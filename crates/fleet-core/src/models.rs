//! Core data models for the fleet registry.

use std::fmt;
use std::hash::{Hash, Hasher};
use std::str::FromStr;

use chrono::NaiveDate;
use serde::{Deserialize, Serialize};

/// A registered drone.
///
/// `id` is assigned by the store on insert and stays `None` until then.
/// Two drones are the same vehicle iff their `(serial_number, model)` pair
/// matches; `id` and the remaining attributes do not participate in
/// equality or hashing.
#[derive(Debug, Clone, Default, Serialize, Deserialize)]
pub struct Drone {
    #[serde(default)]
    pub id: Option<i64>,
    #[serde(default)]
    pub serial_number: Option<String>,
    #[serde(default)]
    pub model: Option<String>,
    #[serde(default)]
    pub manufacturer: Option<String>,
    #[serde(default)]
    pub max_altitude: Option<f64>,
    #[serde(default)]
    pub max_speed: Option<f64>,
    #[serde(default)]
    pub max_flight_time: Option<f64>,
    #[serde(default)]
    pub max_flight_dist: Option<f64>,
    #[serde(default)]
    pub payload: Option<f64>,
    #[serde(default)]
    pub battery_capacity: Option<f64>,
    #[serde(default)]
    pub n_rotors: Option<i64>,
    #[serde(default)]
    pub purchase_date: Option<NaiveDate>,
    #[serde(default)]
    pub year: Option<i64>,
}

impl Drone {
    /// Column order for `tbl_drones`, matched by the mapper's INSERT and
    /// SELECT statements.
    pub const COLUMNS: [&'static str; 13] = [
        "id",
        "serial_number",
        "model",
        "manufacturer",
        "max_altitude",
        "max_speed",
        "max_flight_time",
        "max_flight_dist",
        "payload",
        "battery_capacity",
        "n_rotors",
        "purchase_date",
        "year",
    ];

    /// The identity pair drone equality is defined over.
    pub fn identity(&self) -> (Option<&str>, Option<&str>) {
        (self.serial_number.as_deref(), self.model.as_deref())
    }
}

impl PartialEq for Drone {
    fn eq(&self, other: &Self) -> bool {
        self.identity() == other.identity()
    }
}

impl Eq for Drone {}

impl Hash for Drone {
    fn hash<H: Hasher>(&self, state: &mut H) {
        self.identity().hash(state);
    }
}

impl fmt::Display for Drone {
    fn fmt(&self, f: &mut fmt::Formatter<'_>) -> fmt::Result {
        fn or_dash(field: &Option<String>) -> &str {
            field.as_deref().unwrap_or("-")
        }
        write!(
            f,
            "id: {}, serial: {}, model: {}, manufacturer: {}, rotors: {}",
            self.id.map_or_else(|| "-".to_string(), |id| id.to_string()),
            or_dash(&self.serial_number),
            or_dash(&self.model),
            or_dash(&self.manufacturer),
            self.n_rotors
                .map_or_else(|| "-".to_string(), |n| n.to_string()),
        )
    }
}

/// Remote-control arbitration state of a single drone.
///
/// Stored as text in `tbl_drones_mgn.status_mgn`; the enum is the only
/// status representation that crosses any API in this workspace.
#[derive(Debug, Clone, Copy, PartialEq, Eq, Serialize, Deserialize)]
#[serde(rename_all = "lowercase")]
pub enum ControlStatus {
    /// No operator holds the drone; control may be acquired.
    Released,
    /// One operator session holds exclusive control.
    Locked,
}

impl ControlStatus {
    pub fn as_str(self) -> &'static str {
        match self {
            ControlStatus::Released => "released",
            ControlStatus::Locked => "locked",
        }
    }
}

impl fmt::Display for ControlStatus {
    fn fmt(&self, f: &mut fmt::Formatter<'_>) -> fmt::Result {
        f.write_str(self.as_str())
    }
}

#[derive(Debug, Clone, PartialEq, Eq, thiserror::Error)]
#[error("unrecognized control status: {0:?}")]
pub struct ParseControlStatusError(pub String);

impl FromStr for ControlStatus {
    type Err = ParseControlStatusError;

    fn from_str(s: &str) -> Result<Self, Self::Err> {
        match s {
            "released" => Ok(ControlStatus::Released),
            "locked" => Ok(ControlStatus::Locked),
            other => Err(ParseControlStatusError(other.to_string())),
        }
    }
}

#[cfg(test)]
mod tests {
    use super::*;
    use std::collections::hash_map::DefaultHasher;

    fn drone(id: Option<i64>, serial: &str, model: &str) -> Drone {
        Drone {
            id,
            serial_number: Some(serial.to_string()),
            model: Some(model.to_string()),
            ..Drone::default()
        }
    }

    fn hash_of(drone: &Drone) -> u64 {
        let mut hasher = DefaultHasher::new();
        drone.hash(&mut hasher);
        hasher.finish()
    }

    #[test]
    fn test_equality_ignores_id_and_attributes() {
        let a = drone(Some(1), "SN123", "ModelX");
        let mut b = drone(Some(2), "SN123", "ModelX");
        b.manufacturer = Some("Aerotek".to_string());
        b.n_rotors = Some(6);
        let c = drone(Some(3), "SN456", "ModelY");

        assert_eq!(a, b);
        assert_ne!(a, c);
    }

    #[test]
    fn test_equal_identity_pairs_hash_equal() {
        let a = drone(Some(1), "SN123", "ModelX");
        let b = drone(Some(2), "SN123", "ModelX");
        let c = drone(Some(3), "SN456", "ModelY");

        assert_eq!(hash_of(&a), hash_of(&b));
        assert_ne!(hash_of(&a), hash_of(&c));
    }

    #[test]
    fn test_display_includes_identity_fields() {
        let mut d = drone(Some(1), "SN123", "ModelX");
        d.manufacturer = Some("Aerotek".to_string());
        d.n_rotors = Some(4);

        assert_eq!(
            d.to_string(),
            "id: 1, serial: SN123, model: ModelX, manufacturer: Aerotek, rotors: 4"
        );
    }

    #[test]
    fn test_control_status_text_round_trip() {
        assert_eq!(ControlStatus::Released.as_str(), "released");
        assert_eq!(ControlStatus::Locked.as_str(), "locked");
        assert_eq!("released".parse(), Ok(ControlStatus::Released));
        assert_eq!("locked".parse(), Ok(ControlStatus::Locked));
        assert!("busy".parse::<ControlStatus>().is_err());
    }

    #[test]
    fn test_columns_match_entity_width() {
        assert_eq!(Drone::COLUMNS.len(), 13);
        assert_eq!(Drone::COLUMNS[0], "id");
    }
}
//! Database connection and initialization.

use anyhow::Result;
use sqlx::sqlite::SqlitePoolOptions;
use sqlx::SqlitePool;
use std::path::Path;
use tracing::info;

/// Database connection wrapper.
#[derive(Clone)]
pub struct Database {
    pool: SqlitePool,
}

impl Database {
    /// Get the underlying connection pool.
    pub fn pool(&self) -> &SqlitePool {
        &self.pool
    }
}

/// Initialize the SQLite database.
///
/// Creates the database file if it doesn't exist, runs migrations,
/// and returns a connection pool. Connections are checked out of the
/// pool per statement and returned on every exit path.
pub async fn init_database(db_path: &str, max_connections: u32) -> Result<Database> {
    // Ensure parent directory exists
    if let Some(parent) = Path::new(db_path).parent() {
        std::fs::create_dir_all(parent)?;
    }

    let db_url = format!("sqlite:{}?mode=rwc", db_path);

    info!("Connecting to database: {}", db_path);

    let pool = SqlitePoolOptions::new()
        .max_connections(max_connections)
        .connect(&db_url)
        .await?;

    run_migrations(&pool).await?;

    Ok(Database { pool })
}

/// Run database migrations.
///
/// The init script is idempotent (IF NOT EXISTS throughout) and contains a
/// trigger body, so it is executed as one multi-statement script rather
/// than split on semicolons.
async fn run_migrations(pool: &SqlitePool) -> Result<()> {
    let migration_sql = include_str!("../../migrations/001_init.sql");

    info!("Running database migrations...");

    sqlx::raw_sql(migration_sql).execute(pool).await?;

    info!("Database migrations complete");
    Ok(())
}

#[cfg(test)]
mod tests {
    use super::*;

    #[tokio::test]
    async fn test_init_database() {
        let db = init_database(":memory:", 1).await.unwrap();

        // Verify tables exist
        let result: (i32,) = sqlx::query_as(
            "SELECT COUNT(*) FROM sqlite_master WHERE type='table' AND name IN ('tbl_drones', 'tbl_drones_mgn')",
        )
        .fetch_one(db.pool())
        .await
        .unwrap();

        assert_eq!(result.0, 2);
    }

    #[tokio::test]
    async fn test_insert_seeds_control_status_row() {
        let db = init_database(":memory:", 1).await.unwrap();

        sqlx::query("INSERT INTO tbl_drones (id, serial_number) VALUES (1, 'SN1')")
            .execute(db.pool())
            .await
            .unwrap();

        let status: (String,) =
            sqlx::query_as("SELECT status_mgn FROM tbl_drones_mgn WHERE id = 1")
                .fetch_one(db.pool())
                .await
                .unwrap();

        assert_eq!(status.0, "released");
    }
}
────────────────
(WORK TO COMPLETE)
Considering only the data above, return the lines in which "type" occurs.

(RESPONSE TO THE TASK)
    type Err = ParseControlStatusError;
            "SELECT COUNT(*) FROM sqlite_master WHERE type='table' AND name IN ('tbl_drones', 'tbl_drones_mgn')",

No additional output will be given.